To be fair, I think he texted me before it was announced on Facebook, but we aren’t Facebook friends so I don’t know for sure.
The news, although unsurprising, makes me feel uneasy. I mean of course I’m happy for him, but it’s complicated.
It was only last year (before I moved here) that I found out he was seeing the equivalent of his high-school sweetheart, i.e., the woman he dated before my mom.
As a child of divorce I’m no stranger to the mixed feelings one can have towards their parents. And I’m used to the rotating doors of life partners they seem to go through sometimes. And I’m used to feeling a little disappointed in my relationship with them – the strain that trauma, drama and distance has created.
But I’m not used to seeing my dad as a loving guy.
I’m sure he would disagree with me, but even when I witnessed firsthand the baby talk, cuddling and concern he could show to one of his previous girlfriends, I didn’t quite believe it. I just didn’t think it was genuine.
Admittedly, that might be kind of unfair, but this side of him – this loving, thoughtful and reliable guy – well, I don’t feel like that’s my dad.
Every time we make strides in our relationship something goes awry. Just months before he started dating his now fiancé, we talked on the phone almost nightly while I drove home from work. I’d tell him about the stories I was working on and he would tell me about the pains of growing older and how he did during his bowling league.
Then the phone calls stopped and eventually I found out the great news of his long-lost-love-now-found.
I felt a little jilted, but tried not to show it.
Was it weird that if the couple had had it their way they would have been together the past 32 years? Yes, it was. I rather like the fact that my brothers and I were born even amidst the chaos that was our parents’ violent marriage.
I tried to ignore this feeling of angst, but then, when I learned he had traveled to and from New Jersey to Florida several times to see her in just a few months, my self-worth sank a little. I’m better off with no expectations, I thought. Why did I let him back in just to be disregarded again?
You see, I lived in North Carolina for three years and he didn’t visit me once.
“I’m just working so hard, babe.”
“I don’t have the money, babe.”
“I plan on visiting you, babe.”
That’s what I heard anytime I brought it up. Finally, he missed his chance at the eight-hour drive and I moved to California.
It wasn’t that big of a deal, though, until someone else was getting him to do it. I knew he wouldn’t visit – he didn’t travel much anyway. But then he turned into a traveler. In fact, this man who had hardly ever left New Jersey and who had lived in my late-grandmother’s home, ended up moving to Florida.

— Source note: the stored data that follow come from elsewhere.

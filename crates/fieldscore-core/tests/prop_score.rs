//! Property-based tests for structural scoring.
//!
//! Strategies generate random `Value` trees (up to four levels deep) and check the
//! invariants that must hold for any pair of trees:
//!
//! - scoring a tree against itself is perfect unless the tree has no leaves
//! - the denominator is always the expected tree's leaf count
//! - matched never exceeds total and the score stays in [0, 1]
//! - extra keys on the generated side never move the score
//! - re-casing every string on the generated side never moves the score
use proptest::prelude::*;
use fieldscore_core::{count_leaves, score, Map, Value};

// ============================================================================
// Strategies
// ============================================================================

fn arb_key() -> impl Strategy<Value = String> {
    prop::string::string_regex("[a-z][a-zA-Z0-9_]{0,8}").unwrap()
}

fn arb_leaf() -> impl Strategy<Value = Value> {
    prop_oneof![
        Just(Value::Null),
        any::<bool>().prop_map(Value::Boolean),
        (-1_000i64..1_000i64).prop_map(Value::from),
        (-10_000i64..10_000i64).prop_map(|n| Value::Number(n as f64 / 100.0)),
        "[a-zA-Zçãé ]{0,12}".prop_map(Value::String),
    ]
}

fn arb_value() -> impl Strategy<Value = Value> {
    arb_leaf().prop_recursive(4, 48, 6, |inner| {
        prop_oneof![
            prop::collection::vec(inner.clone(), 0..6).prop_map(Value::List),
            prop::collection::vec((arb_key(), inner), 0..6)
                .prop_map(|entries| Value::Map(entries.into_iter().collect::<Map>())),
        ]
    })
}

fn config() -> ProptestConfig {
    ProptestConfig {
        cases: 256,
        ..ProptestConfig::default()
    }
}

/// Upper-case every string in the tree.
fn shout(value: &Value) -> Value {
    match value {
        Value::String(s) => Value::String(s.to_uppercase()),
        Value::List(items) => Value::List(items.iter().map(shout).collect()),
        Value::Map(map) => Value::Map(map.iter().map(|(k, v)| (k, shout(v))).collect()),
        other => other.clone(),
    }
}

// ============================================================================
// Properties
// ============================================================================

proptest! {
    #![proptest_config(config())]

    #[test]
    fn self_comparison_is_perfect_unless_leafless(expected in arb_value()) {
        let report = score(&expected, &expected);
        if count_leaves(&expected) == 0 {
            prop_assert_eq!(report.score, 0.0);
        } else {
            prop_assert_eq!(report.score, 1.0);
            prop_assert_eq!(report.mismatches().count(), 0);
            prop_assert_eq!(report.container_events().count(), 0);
        }
    }

    #[test]
    fn denominator_is_expected_leaf_count(expected in arb_value(), generated in arb_value()) {
        let report = score(&expected, &generated);
        prop_assert_eq!(report.total_leaves, count_leaves(&expected));
    }

    #[test]
    fn score_is_bounded(expected in arb_value(), generated in arb_value()) {
        let report = score(&expected, &generated);
        prop_assert!(report.matched_leaves <= report.total_leaves);
        prop_assert!((0.0..=1.0).contains(&report.score));
        prop_assert!(!report.score.is_nan());
    }

    #[test]
    fn matched_count_agrees_with_trace(expected in arb_value(), generated in arb_value()) {
        let report = score(&expected, &generated);
        let matched_in_trace = report.leaf_verdicts().filter(|l| l.matched).count();
        prop_assert_eq!(matched_in_trace, report.matched_leaves);
    }

    #[test]
    fn extra_generated_keys_never_change_score(
        entries in prop::collection::vec((arb_key(), arb_value()), 1..6),
        extra in prop::collection::vec((arb_key(), arb_value()), 1..4),
    ) {
        let expected_map: Map = entries.into_iter().collect();
        let mut generated_map = expected_map.clone();
        for (key, value) in extra {
            if !expected_map.contains_key(&key) {
                generated_map.insert(key, value);
            }
        }
        let expected = Value::Map(expected_map);
        let baseline = score(&expected, &expected);
        let widened = score(&expected, &Value::Map(generated_map));
        prop_assert_eq!(baseline.score, widened.score);
        prop_assert_eq!(baseline.matched_leaves, widened.matched_leaves);
    }

    #[test]
    fn recasing_strings_never_changes_score(expected in arb_value()) {
        let report = score(&expected, &shout(&expected));
        prop_assert_eq!(report.matched_leaves, count_leaves(&expected));
    }
}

He sold one of the only stable homes I ever had without even asking me how I felt about it. Not that he needed permission to sell it, but he should have asked me how I was, right? If I was sad at all? I don’t know, maybe we could have talked about it? Reminisced a little?
I tried to discuss my feelings with him this past summer, but it didn’t go well. When fall came, he called me on my birthday and I called him on his. We both sent cards that arrived late in the mail.
So what was I really expecting when it came to an engagement announcement?
In my perfect Walgreen’s world, I think I would’ve liked to know about it ahead of time. I think he should have called me, discussed his plans and maybe even asked if I thought the proposal idea was romantic enough for his bride-to-be. Then, when it happened, I’d be the first person he called. That’s right, not texted but called … like on the telephone. That’s what old people do, right? Call?
But it isn’t a perfect world. And that’s not the relationship we have, so who cares if I’m not happy for him? Call me selfish, call me greedy, call me spoiled, but it’s how I feel.
I’m sick of pretending. I don’t want superficial. I don’t want fake.
I just wanted a phone call from my dad.